Let $H= \langle n \rangle$ and $K= \langle m \rangle$ be two cyclic groups. Show that their intersection is a cyclic subgroup generated by the lcm of $n$ and $m$.
I took an element, say $a$, belonging to $H \cap K$. Then $a$ can be written as a multiple of $m$ and as a multiple of $n$. Then I want to show that it can be written as a multiple of lcm of $n$ and $m$.
Best Answer
Your approach is good. You're trying to show $H \cap K = \langle \text{lcm}(m,n) \rangle$. To show this, first prove $H \cap K \subseteq \langle \text{lcm}(m,n) \rangle$; then prove $H \cap K \supseteq \langle \text{lcm}(m,n) \rangle$.
To show $H \cap K \subseteq \langle \text{lcm}(m,n) \rangle$, you're doing the right thing. Take any element of $H \cap K$ and call it $a$. Since $a$ is a multiple of both $m$ and $n$, it's a multiple of $\text{lcm} (m,n)$. (If you're not allowed to state this without proof, use unique prime factorization.) Hence $a \in \langle \text{lcm}(m,n) \rangle$.
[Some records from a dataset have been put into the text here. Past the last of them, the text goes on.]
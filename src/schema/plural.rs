//! Poor man's English pluralization for field-name aliases.
//!
//! Only the last word of a (possibly multi-word) name is inflected. Usual
//! English rules are covered; irregular nouns are not, apart from a few
//! words that show up as field names and must stay as they are.

use regex::Regex;
use std::sync::LazyLock;

static RE_LAST_WORD: LazyLock<Regex> = LazyLock::new(|| Regex::new(r"^(.*)\b(\S+)$").unwrap());

const UNCHANGED: &[&str] = &["of", "off", "on", "description", "todo"];

/// Return the plural form of `field`.
pub fn plural(field: &str) -> String {
    let Some(caps) = RE_LAST_WORD.captures(field) else {
        return field.to_string();
    };
    let head = &caps[1];
    let word = &caps[2];

    let inflected = if is_upper(word) || UNCHANGED.contains(&word) || word.ends_with("ed") {
        word.to_string()
    } else if word.ends_with(['s', 'x', 'z']) || word.ends_with("sh") || word.ends_with("ch") {
        format!("{word}es")
    } else if let Some(stem) = word.strip_suffix("fe") {
        format!("{stem}ves")
    } else if let Some(stem) = word.strip_suffix('f') {
        format!("{stem}ves")
    } else if let Some(stem) = word.strip_suffix('y') {
        format!("{stem}ies")
    } else if word.ends_with('o') {
        format!("{word}es")
    } else if let Some(stem) = word.strip_suffix("on") {
        format!("{stem}a")
    } else if let Some(stem) = word.strip_suffix("an") {
        format!("{stem}en")
    } else {
        format!("{word}s")
    };

    format!("{head}{inflected}")
}

/// True when the word has cased characters and all of them are uppercase.
fn is_upper(word: &str) -> bool {
    let mut cased = word.chars().filter(|c| c.is_lowercase() || c.is_uppercase());
    let mut any = false;
    let all_upper = cased.all(|c| {
        any = true;
        c.is_uppercase()
    });
    any && all_upper
}
//! JSON configuration file.
//!
//! ```json
//! {
//!     "name": "Tests for the foo driver",
//!     "files": [ "tests/foo/*.c" ],
//!     "exclude_files": [ "tests/foo/*-helper.c" ],
//!     "fields": {
//!         "Category": {
//!             "_properties_": { "mandatory": true },
//!             "Sub-category": { "_properties_": {} }
//!         },
//!         "Description": { "_properties_": { "mandatory": true } }
//!     }
//! }
//! ```

use crate::error::{Error, Result};
use serde::Deserialize;
use serde_json::{Map, Value};
use std::collections::BTreeMap;
use std::fs;
use std::path::Path;

/// Reserved key carrying field metadata inside the `fields` hierarchy.
pub const PROPERTIES_KEY: &str = "_properties_";

/// Top-level configuration.
#[derive(Debug, Clone, Default, Deserialize)]
pub struct Config {
    #[serde(default)]
    pub files: Vec<String>,
    #[serde(default)]
    pub exclude_files: Vec<String>,
    #[serde(default)]
    pub planning_files: Vec<String>,
    #[serde(default)]
    pub drivers: Option<Vec<String>>,
    #[serde(default)]
    pub name: Option<String>,
    /// Nested field hierarchy, kept in file order.
    #[serde(default)]
    pub fields: Map<String, Value>,
}

impl Config {
    pub fn load(path: &Path) -> Result<Self> {
        let content = fs::read_to_string(path).map_err(|e| Error::io(path, e))?;
        let config: Config = serde_json::from_str(&content).map_err(|source| Error::Json {
            path: path.to_path_buf(),
            source,
        })?;
        if config.fields.is_empty() {
            return Err(Error::Config(format!(
                "{}: configuration has no fields",
                path.display()
            )));
        }
        Ok(config)
    }
}

/// Contents of a `_properties_` object.
#[derive(Debug, Clone, Default, PartialEq, Deserialize)]
#[serde(rename_all = "kebab-case")]
pub struct FieldProperties {
    #[serde(default)]
    pub mandatory: bool,
    #[serde(default)]
    pub description: Option<String>,
    /// Group ordering for listings; `__all__` splits prefix from suffix.
    #[serde(default)]
    pub order: Option<Vec<String>>,
    #[serde(default)]
    pub update_from_file: Option<UpdateFromFile>,
    #[serde(default)]
    pub include_type: Option<MatchType>,
    #[serde(default)]
    pub exclude_type: Option<MatchType>,
}

impl FieldProperties {
    /// Merge a later declaration of the same field on top of this one.
    pub fn merge(&mut self, other: FieldProperties) {
        self.mandatory |= other.mandatory;
        if other.description.is_some() {
            self.description = other.description;
        }
        if other.order.is_some() {
            self.order = other.order;
        }
        if other.update_from_file.is_some() {
            self.update_from_file = other.update_from_file;
        }
        if other.include_type.is_some() {
            self.include_type = other.include_type;
        }
        if other.exclude_type.is_some() {
            self.exclude_type = other.exclude_type;
        }
    }
}

/// `update-from-file` rule, as written in the configuration.
///
/// `include`/`exclude` are lists of `{ "<label>": "<list file>" }` objects.
#[derive(Debug, Clone, Default, PartialEq, Deserialize)]
#[serde(rename_all = "kebab-case")]
pub struct UpdateFromFile {
    #[serde(default)]
    pub default_if_not_excluded: Option<String>,
    #[serde(default)]
    pub append_value_if_not_excluded: Option<String>,
    #[serde(default)]
    pub include: Vec<BTreeMap<String, String>>,
    #[serde(default)]
    pub exclude: Vec<BTreeMap<String, String>>,
    #[serde(default)]
    pub include_type: Option<MatchType>,
    #[serde(default)]
    pub exclude_type: Option<MatchType>,
}

/// How list-file lines become matchers.
#[derive(Debug, Clone, Copy, Default, PartialEq, Eq, Deserialize)]
#[serde(rename_all = "kebab-case")]
pub enum MatchType {
    Regex,
    RegexIgnorecase,
    #[default]
    SubtestMatch,
}

#[cfg(test)]
mod tests {
    use super::*;

    #[test]
    fn parses_properties() {
        let props: FieldProperties = serde_json::from_str(
            r#"{
                "mandatory": true,
                "description": "test category",
                "update-from-file": {
                    "default-if-not-excluded": "Full",
                    "include": [ { "BAT": "fast-feedback.testlist" } ],
                    "include-type": "regex-ignorecase"
                }
            }"#,
        )
        .unwrap();
        assert!(props.mandatory);
        let update = props.update_from_file.unwrap();
        assert_eq!(update.default_if_not_excluded.as_deref(), Some("Full"));
        assert_eq!(update.include.len(), 1);
        assert_eq!(update.include_type, Some(MatchType::RegexIgnorecase));
        assert_eq!(update.exclude_type, None);
    }

    #[test]
    fn rejects_unknown_match_type() {
        let res: std::result::Result<UpdateFromFile, _> =
            serde_json::from_str(r#"{ "include-type": "glob" }"#);
        assert!(res.is_err());
    }

    #[test]
    fn merge_keeps_mandatory() {
        let mut a = FieldProperties {
            mandatory: true,
            ..Default::default()
        };
        a.merge(FieldProperties {
            description: Some("d".into()),
            ..Default::default()
        });
        assert!(a.mandatory);
        assert_eq!(a.description.as_deref(), Some("d"));
    }

    #[test]
    fn keeps_field_order() {
        let config: Config =
            serde_json::from_str(r#"{ "fields": { "Zeta": {}, "Alpha": {}, "Mid": {} } }"#)
                .unwrap();
        let keys: Vec<&String> = config.fields.keys().collect();
        assert_eq!(keys, ["Zeta", "Alpha", "Mid"]);
    }
}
Now you just need to show $H \cap K \supseteq \langle \text{lcm}(m,n) \rangle$. Go the other way around - take some element of $\text{lcm}(m,n)$, call it $b$. You know that $b$ is a multiple of $\text{lcm} (m,n)$; you just need to show it's in both $H$ and $K$. I trust you can do this. Then you'll be done - since $H \cap K \subseteq \langle \text{lcm}(m,n) \rangle$ and $H \cap K \supseteq \langle \text{lcm}(m,n) \rangle$, we must have $H \cap K = \langle \text{lcm}(m,n) \rangle$.